As a writer, Angelou was able to strike a chord in the minds of so many people in large measure because of the diversity of her own life experience. She didn’t begin her professional life as a poet. She was a nightclub dancer and performer, a member of the cast of Porgy and Bess, a coordinator for the Southern Christian Leadership Conference and she worked as a journalist in Ghana.
But her writings had an intense resonance with readers because of their raw exposure of her own life experience. In revealing the painful aspects of her own personal story, she also gave voice to the experience and yearnings of many women, African-American and others. Hers was a powerful autobiographical voice that was at once personal and universal. Her discussions of issues steeped in race, gender and struggle were deeply moving.

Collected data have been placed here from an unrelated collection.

//! Configuration types for the engine

use std::collections::BTreeMap;
use std::time::Duration;

use serde::{Deserialize, Serialize};

use crate::error::Result;

/// Default configuration values
pub mod defaults {
    /// Topic prefix for constraint control messages
    pub const CONSTRAINT_TOPIC: &str = "flow/constraints";
    /// Margin added to the expiry wake-up so the sweep lands after the deadline
    pub const EXPIRY_MARGIN_MS: u64 = 10;
    /// Node assignments the resource-aware solver may try before falling back
    pub const SOLVER_SEARCH_BUDGET: u64 = 100_000;
}

/// Which execution strategy drives a run
#[derive(Debug, Clone, Copy, Serialize, Deserialize, Default, PartialEq, Eq)]
#[serde(rename_all = "snake_case")]
pub enum StrategyKind {
    /// Build/solve/execute per generation, with plan caching
    #[default]
    Graph,
    /// Compile once into register instructions, then interpret
    Vm,
}

/// Which solver orders graph nodes into stages
#[derive(Debug, Clone, Copy, Serialize, Deserialize, Default, PartialEq, Eq)]
#[serde(rename_all = "snake_case")]
pub enum SolverKind {
    /// Layered topological sort
    #[default]
    Layered,
    /// Minimal stage count under static resource capacities
    ResourceAware,
}

/// Engine configuration
#[derive(Debug, Clone, Serialize, Deserialize, PartialEq)]
#[serde(default)]
pub struct EngineConfig {
    pub strategy: StrategyKind,
    pub solver: SolverKind,
    /// Initial named resource capacities
    pub capacities: BTreeMap<String, u64>,
    /// The engine subscribes to `<constraint_topic>/#`
    pub constraint_topic: String,
    /// Upper bound on trampoline generations (unbounded when `None`)
    pub max_generations: Option<u64>,
    pub expiry_margin_ms: u64,
    /// Reuse stage plans across generations sharing a template hash
    pub plan_cache: bool,
    /// Bypass the scheduler for plain self-recursive tail calls
    pub hot_path: bool,
    pub solver_search_budget: u64,
}

impl Default for EngineConfig {
    fn default() -> Self {
        Self {
            strategy: StrategyKind::default(),
            solver: SolverKind::default(),
            capacities: BTreeMap::new(),
            constraint_topic: defaults::CONSTRAINT_TOPIC.to_string(),
            max_generations: None,
            expiry_margin_ms: defaults::EXPIRY_MARGIN_MS,
            plan_cache: true,
            hot_path: true,
            solver_search_budget: defaults::SOLVER_SEARCH_BUDGET,
        }
    }
}

impl EngineConfig {
    /// Load a configuration document; absent fields keep their defaults
    pub fn from_json(json: &str) -> Result<Self> {
        Ok(serde_json::from_str(json)?)
    }

    pub fn with_strategy(mut self, strategy: StrategyKind) -> Self {
        self.strategy = strategy;
        self
    }

    pub fn with_solver(mut self, solver: SolverKind) -> Self {
        self.solver = solver;
        self
    }

    pub fn with_capacity(mut self, name: impl Into<String>, capacity: u64) -> Self {
        self.capacities.insert(name.into(), capacity);
        self
    }

    pub fn with_constraint_topic(mut self, topic: impl Into<String>) -> Self {
        self.constraint_topic = topic.into();
        self
    }

    pub fn with_max_generations(mut self, limit: u64) -> Self {
        self.max_generations = Some(limit);
        self
    }

    pub fn with_plan_cache(mut self, enabled: bool) -> Self {
        self.plan_cache = enabled;
        self
    }

    pub fn with_hot_path(mut self, enabled: bool) -> Self {
        self.hot_path = enabled;
        self
    }

    pub fn expiry_margin(&self) -> Duration {
        Duration::from_millis(self.expiry_margin_ms)
    }

    /// Subscription pattern covering every scope under the constraint topic
    pub fn constraint_pattern(&self) -> String {
        format!("{}/#", self.constraint_topic.trim_end_matches('/'))
    }
}
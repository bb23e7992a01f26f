//! Hash-consing node registry
//!
//! Guarantees at most one [`Node`] per structural hash for the registry's
//! lifetime. Builds sharing a registry get the identical `Arc<Node>` for the
//! identical invocation shape.

use std::collections::HashMap;
use std::sync::Arc;

use parking_lot::RwLock;

use crate::error::Result;
use crate::types::{Node, NodeId};

/// Non-evicting structural-hash → node map
#[derive(Default)]
pub struct NodeRegistry {
    nodes: RwLock<HashMap<NodeId, Arc<Node>>>,
}

impl NodeRegistry {
    pub fn new() -> Self {
        Self::default()
    }

    pub fn get(&self, id: &str) -> Option<Arc<Node>> {
        self.nodes.read().get(id).cloned()
    }

    /// Return the node for `id`, creating it with `factory` if absent.
    ///
    /// The boolean is true when this call created the node. The factory runs
    /// outside the lock; if two callers race, the first insert wins and the
    /// loser's node is dropped.
    pub fn get_or_create<F>(&self, id: &str, factory: F) -> Result<(Arc<Node>, bool)>
    where
        F: FnOnce() -> Result<Node>,
    {
        if let Some(node) = self.get(id) {
            return Ok((node, false));
        }
        let candidate = Arc::new(factory()?);
        let mut nodes = self.nodes.write();
        match nodes.get(id) {
            Some(existing) => Ok((Arc::clone(existing), false)),
            None => {
                nodes.insert(id.to_string(), Arc::clone(&candidate));
                Ok((candidate, true))
            }
        }
    }

    pub fn len(&self) -> usize {
        self.nodes.read().len()
    }

    pub fn is_empty(&self) -> bool {
        self.nodes.read().is_empty()
    }

    pub fn clear(&self) {
        self.nodes.write().clear();
    }
}

impl std::fmt::Debug for NodeRegistry {
    fn fmt(&self, f: &mut std::fmt::Formatter<'_>) -> std::fmt::Result {
        f.debug_struct("NodeRegistry").field("nodes", &self.len()).finish()
    }
}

She was a fighter for civil rights and social justice, with relationships with luminaries that spanned from Martin Luther King Jr. and Malcolm X to contemporary leaders of today and even President Obama.
One of the remarkable features about Angelou’s life was that, as she grew older, she continued to not only actively immerse herself in her writing but also to explore new endeavors. For example, she created a collection of products for Hallmark, which included household items and greeting cards. Notably, at the age of 85, she managed to publish the seventh autobiography in her series, one that concentrated on her relationship with her mother.
More than anything, Angelou opened the world of poetry with a writing style that captured the hearts and minds of not only readers of her day, but of generations far younger. Her lasting legacy will undoubtedly be her role in igniting a love of poetry and writing in African-American young people, particularly women, who will be stirred to develop their own talents and their own voice because of how wondrously Maya Angelou paved the way.
The opinions expressed here do not necessarily reflect those of BET Networks.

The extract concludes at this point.